Charles Knobler, UCLA Research Professor and a former chair of the Department of Chemistry and Biochemistry, has been selected as a member of the 2013 class of the American Chemical Society’s (ACS) Fellows. The Fellows are nominated by their peers and selected for their outstanding accomplishments in scientific research, education and public service.

ACS recognized his contributions to the sciences through “experimental studies in thermodynamics, critical phenomena in fluid mixtures, kinetics of phase transitions, monolayers at the air/water interface (recognized by an ACS Award in Colloid and Surface Chemistry), and, recently, the physical chemistry of viruses.” The ACS also recognized his service contributions to the society.

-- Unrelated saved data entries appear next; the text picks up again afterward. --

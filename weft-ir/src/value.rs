use crate::interner::{intern, resolve, Symbol};
use std::fmt;
use std::sync::Arc;

/// The host-value payload carried by `Term::Atom`.
///
/// This fixes atoms to a closed set of variants so that `Value` can
/// derive `PartialEq`/`Eq`/`Hash` directly rather than requiring callers
/// to supply their own equality witnesses. Numeric atoms are
/// integer-only, keeping `Eq`/`Hash`/`Ord` all total; a host that needs
/// floats can model them as `Str`-tagged atoms or extend this enum.
#[derive(Clone, PartialEq, Eq, Hash)]
pub enum Value {
    Int(i64),
    Bool(bool),
    Str(Arc<str>),
    Sym(Symbol),
}

impl Value {
    pub fn sym(name: &str) -> Self {
        Value::Sym(intern(name))
    }

    pub fn as_int(&self) -> Option<i64> {
        match self {
            Value::Int(n) => Some(*n),
            _ => None,
        }
    }
}

impl fmt::Debug for Value {
    fn fmt(&self, f: &mut fmt::Formatter<'_>) -> fmt::Result {
        match self {
            Value::Int(n) => write!(f, "{n}"),
            Value::Bool(b) => write!(f, "{b}"),
            Value::Str(s) => write!(f, "{s:?}"),
            Value::Sym(s) => write!(f, "{}", resolve(*s)),
        }
    }
}

impl From<i64> for Value {
    fn from(n: i64) -> Self {
        Value::Int(n)
    }
}

impl From<bool> for Value {
    fn from(b: bool) -> Self {
        Value::Bool(b)
    }
}

impl From<&str> for Value {
    fn from(s: &str) -> Self {
        Value::Str(Arc::from(s))
    }
}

Knobler’s research has been in soft condensed matter physics, a field that lies at the border between physics, physical chemistry and chemical engineering. After conducting more than three decades of research in physical chemistry, Knobler more recently focused his research, with his UCLA colleague William Gelbart, on viruses. They have played a major role in the development of the new science of physical virology in which the properties of viruses — their structures, their assembly, their replication and their mode of infection — are examined both experimentally and theoretically in terms of general physical principles. Their research, federally funded by the National Science Foundation, involves studies of bacterial, plant and mammalian viruses.

The 2013 ACS Fellows will be honored at a ceremony during the ACS national meeting in Indianapolis on Sept. 9.